- [Excerpted records]
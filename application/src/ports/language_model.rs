//! Language model port
//!
//! Defines the text-in/text-out interface the assembler queries.

use async_trait::async_trait;
use serde::{Deserialize, Serialize};
use thiserror::Error;

/// Errors that can occur while querying a model
#[derive(Error, Debug)]
pub enum ModelError {
    #[error("Request failed: {0}")]
    RequestFailed(String),

    #[error("Timeout after {0} seconds")]
    Timeout(u64),

    #[error("No more responses available")]
    Exhausted,

    #[error("Other error: {0}")]
    Other(String),
}

/// Approximate usage counters since the last reset.
#[derive(Debug, Clone, Copy, Default, PartialEq, Eq, Serialize, Deserialize)]
pub struct TokenUsage {
    pub queries: u64,
    pub input_tokens: u64,
    pub output_tokens: u64,
}

impl TokenUsage {
    /// Count one exchange, using whitespace-separated words as tokens.
    pub fn record(&mut self, prompt: &str, response: &str) {
        self.queries += 1;
        self.input_tokens += prompt.split_whitespace().count() as u64;
        self.output_tokens += response.split_whitespace().count() as u64;
    }

    pub fn total(&self) -> u64 {
        self.input_tokens + self.output_tokens
    }
}

/// A model the assembler can query.
///
/// Hosted, local and canned implementations are interchangeable; the
/// assembler only sees this trait. Implementations live in the
/// infrastructure layer.
#[async_trait]
pub trait LanguageModel: Send + Sync {
    /// Human-readable identifier used in logs
    fn name(&self) -> &str;

    /// Send one prompt and return the raw response text
    async fn query(&self, prompt: &str) -> Result<String, ModelError>;

    /// Clear the usage counters
    fn reset_tokens(&self);

    /// Usage since the last [`reset_tokens`](Self::reset_tokens)
    fn token_usage(&self) -> TokenUsage;
}

#[cfg(test)]
mod tests {
    use super::*;

    #[test]
    fn test_token_usage_record() {
        let mut usage = TokenUsage::default();
        usage.record("describe the blocks", "# TYPES\n## OUTPUT");
        usage.record("again", "");
        assert_eq!(usage.queries, 2);
        assert_eq!(usage.input_tokens, 4);
        assert_eq!(usage.output_tokens, 4);
        assert_eq!(usage.total(), 8);
    }
}
//! Artifact store adapters.

pub mod fs;

pub use fs::FsArtifactStore;
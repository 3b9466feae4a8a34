//! Application layer for nl2plan
//!
//! This crate contains use cases, port definitions, and application configuration.
//! It depends only on the domain layer.

pub mod config;
pub mod ports;
pub mod use_cases;

// Re-export commonly used types
pub use config::{ExtractionParams, PipelineConfig};
pub use ports::{
    artifact_store::{ArtifactError, ArtifactStore},
    conversation_logger::{ConversationEvent, ConversationLogger, NoConversationLogger},
    language_model::{LanguageModel, ModelError, TokenUsage},
    planner::{Planner, PlannerError},
    progress::{NoProgress, PipelineProgress},
};
pub use use_cases::assemble_model::{
    fill_template, AttemptError, ExtractError, ModelAssembler, TASK_PLACEHOLDER,
};
pub use use_cases::run_batch::{BatchRunner, BatchSummary, BatchTask, TaskRecord, SUMMARY_FILE};
pub use use_cases::run_pipeline::{
    error_chain, ArtifactPaths, OutcomeCode, PipelinePhase, PlanningAgent, RunOutcome,
};
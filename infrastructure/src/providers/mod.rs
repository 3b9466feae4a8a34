//! Language model adapters.

pub mod canned;
pub mod command;

pub use canned::CannedModel;
pub use command::CommandModel;
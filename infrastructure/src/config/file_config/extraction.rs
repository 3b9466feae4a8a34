//! Extraction configuration from TOML (`[extraction]` section)

use nl2plan_application::{ExtractionParams, TASK_PLACEHOLDER};
use nl2plan_domain::extract_bracket_block;
use serde::{Deserialize, Serialize};
use std::path::{Path, PathBuf};
use std::time::Duration;

/// Raw extraction configuration from TOML
///
/// # Example
///
/// ```toml
/// [extraction]
/// max_retries = 3
/// retry_delay_ms = 2000
/// template_file = "prompts/pddl.txt"   # takes precedence over `template`
/// ```
#[derive(Debug, Clone, PartialEq, Eq, Serialize, Deserialize)]
#[serde(default)]
pub struct FileExtractionConfig {
    pub max_retries: usize,
    pub retry_delay_ms: u64,
    /// Inline prompt template containing `{task_desc}`
    pub template: Option<String>,
    /// Prompt template read from a file
    pub template_file: Option<PathBuf>,
}

impl Default for FileExtractionConfig {
    fn default() -> Self {
        let params = ExtractionParams::default();
        Self {
            max_retries: params.max_retries,
            retry_delay_ms: params.retry_delay.as_millis() as u64,
            template: None,
            template_file: None,
        }
    }
}

impl FileExtractionConfig {
    pub fn to_params(&self) -> ExtractionParams {
        ExtractionParams::default()
            .with_max_retries(self.max_retries)
            .with_retry_delay(Duration::from_millis(self.retry_delay_ms))
    }

    /// The prompt template: `template_file`, then `template`, then the bare
    /// placeholder. Bracket-tagged templates go through [`compose_template`].
    pub fn load_template(&self) -> std::io::Result<String> {
        let raw = match (&self.template_file, &self.template) {
            (Some(path), _) => read_template(path)?,
            (None, Some(template)) => template.clone(),
            (None, None) => return Ok(TASK_PLACEHOLDER.to_string()),
        };
        Ok(compose_template(&raw))
    }
}

/// Flatten a `[ROLE]` / `[TEMPLATE]` tagged template into one prompt.
///
/// Without a `[TEMPLATE]` block the text is returned unchanged.
fn compose_template(raw: &str) -> String {
    let template = extract_bracket_block(raw, "TEMPLATE");
    if template.is_empty() {
        return raw.to_string();
    }
    let role = extract_bracket_block(raw, "ROLE");
    if role.is_empty() {
        template
    } else {
        format!("{}\n\n{}", role, template)
    }
}

fn read_template(path: &Path) -> std::io::Result<String> {
    std::fs::read_to_string(path).map_err(|e| {
        std::io::Error::new(
            e.kind(),
            format!("cannot read prompt template {}: {}", path.display(), e),
        )
    })
}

- [To do] From the first line through the last, repeat the entries exactly.

- [Task answer]
filename application/src/ports/language_model.rs
//! Language model port
//!
//! Defines the text-in/text-out interface the assembler queries.

use async_trait::async_trait;
use serde::{Deserialize, Serialize};
use thiserror::Error;

/// Errors that can occur while querying a model
#[derive(Error, Debug)]
pub enum ModelError {
    #[error("Request failed: {0}")]
    RequestFailed(String),

    #[error("Timeout after {0} seconds")]
    Timeout(u64),

    #[error("No more responses available")]
    Exhausted,

    #[error("Other error: {0}")]
    Other(String),
}

/// Approximate usage counters since the last reset.
#[derive(Debug, Clone, Copy, Default, PartialEq, Eq, Serialize, Deserialize)]
pub struct TokenUsage {
    pub queries: u64,
    pub input_tokens: u64,
    pub output_tokens: u64,
}

impl TokenUsage {
    /// Count one exchange, using whitespace-separated words as tokens.
    pub fn record(&mut self, prompt: &str, response: &str) {
        self.queries += 1;
        self.input_tokens += prompt.split_whitespace().count() as u64;
        self.output_tokens += response.split_whitespace().count() as u64;
    }

    pub fn total(&self) -> u64 {
        self.input_tokens + self.output_tokens
    }
}

/// A model the assembler can query.
///
/// Hosted, local and canned implementations are interchangeable; the
/// assembler only sees this trait. Implementations live in the
/// infrastructure layer.
#[async_trait]
pub trait LanguageModel: Send + Sync {
    /// Human-readable identifier used in logs
    fn name(&self) -> &str;

    /// Send one prompt and return the raw response text
    async fn query(&self, prompt: &str) -> Result<String, ModelError>;

    /// Clear the usage counters
    fn reset_tokens(&self);

    /// Usage since the last [`reset_tokens`](Self::reset_tokens)
    fn token_usage(&self) -> TokenUsage;
}

#[cfg(test)]
mod tests {
    use super::*;

    #[test]
    fn test_token_usage_record() {
        let mut usage = TokenUsage::default();
        usage.record("describe the blocks", "# TYPES\n## OUTPUT");
        usage.record("again", "");
        assert_eq!(usage.queries, 2);
        assert_eq!(usage.input_tokens, 4);
        assert_eq!(usage.output_tokens, 4);
        assert_eq!(usage.total(), 8);
    }
}
//! Artifact store adapters.

pub mod fs;

pub use fs::FsArtifactStore;
repository 3b9466feae4a8a34
//! Application layer for nl2plan
//!
//! This crate contains use cases, port definitions, and application configuration.
//! It depends only on the domain layer.

pub mod config;
pub mod ports;
pub mod use_cases;

// Re-export commonly used types
pub use config::{ExtractionParams, PipelineConfig};
pub use ports::{
    artifact_store::{ArtifactError, ArtifactStore},
    conversation_logger::{ConversationEvent, ConversationLogger, NoConversationLogger},
    language_model::{LanguageModel, ModelError, TokenUsage},
    planner::{Planner, PlannerError},
    progress::{NoProgress, PipelineProgress},
};
pub use use_cases::assemble_model::{
    fill_template, AttemptError, ExtractError, ModelAssembler, TASK_PLACEHOLDER,
};
pub use use_cases::run_batch::{BatchRunner, BatchSummary, BatchTask, TaskRecord, SUMMARY_FILE};
pub use use_cases::run_pipeline::{
    error_chain, ArtifactPaths, OutcomeCode, PipelinePhase, PlanningAgent, RunOutcome,
};
filename infrastructure/src/providers/mod.rs
repository 3b9466feae4a8a34
//! Language model adapters.

pub mod canned;
pub mod command;

pub use canned::CannedModel;
pub use command::CommandModel;
filename infrastructure/src/config/file_config/extraction.rs
repository 3b9466feae4a8a34
//! Extraction configuration from TOML (`[extraction]` section)

use nl2plan_application::{ExtractionParams, TASK_PLACEHOLDER};
use nl2plan_domain::extract_bracket_block;
use serde::{Deserialize, Serialize};
use std::path::{Path, PathBuf};
use std::time::Duration;

/// Raw extraction configuration from TOML
///
/// # Example
///
/// ```toml
/// [extraction]
/// max_retries = 3
/// retry_delay_ms = 2000
/// template_file = "prompts/pddl.txt"   # takes precedence over `template`
/// ```
#[derive(Debug, Clone, PartialEq, Eq, Serialize, Deserialize)]
#[serde(default)]
pub struct FileExtractionConfig {
    pub max_retries: usize,
    pub retry_delay_ms: u64,
    /// Inline prompt template containing `{task_desc}`
    pub template: Option<String>,
    /// Prompt template read from a file
    pub template_file: Option<PathBuf>,
}

impl Default for FileExtractionConfig {
    fn default() -> Self {
        let params = ExtractionParams::default();
        Self {
            max_retries: params.max_retries,
            retry_delay_ms: params.retry_delay.as_millis() as u64,
            template: None,
            template_file: None,
        }
    }
}

impl FileExtractionConfig {
    pub fn to_params(&self) -> ExtractionParams {
        ExtractionParams::default()
            .with_max_retries(self.max_retries)
            .with_retry_delay(Duration::from_millis(self.retry_delay_ms))
    }

    /// The prompt template: `template_file`, then `template`, then the bare
    /// placeholder. Bracket-tagged templates go through [`compose_template`].
    pub fn load_template(&self) -> std::io::Result<String> {
        let raw = match (&self.template_file, &self.template) {
            (Some(path), _) => read_template(path)?,
            (None, Some(template)) => template.clone(),
            (None, None) => return Ok(TASK_PLACEHOLDER.to_string()),
        };
        Ok(compose_template(&raw))
    }
}

/// Flatten a `[ROLE]` / `[TEMPLATE]` tagged template into one prompt.
///
/// Without a `[TEMPLATE]` block the text is returned unchanged.
fn compose_template(raw: &str) -> String {
    let template = extract_bracket_block(raw, "TEMPLATE");
    if template.is_empty() {
        return raw.to_string();
    }
    let role = extract_bracket_block(raw, "ROLE");
    if role.is_empty() {
        template
    } else {
        format!("{}\n\n{}", role, template)
    }
}

fn read_template(path: &Path) -> std::io::Result<String> {
    std::fs::read_to_string(path).map_err(|e| {
        std::io::Error::new(
            e.kind(),
            format!("cannot read prompt template {}: {}", path.display(), e),
        )
    })
}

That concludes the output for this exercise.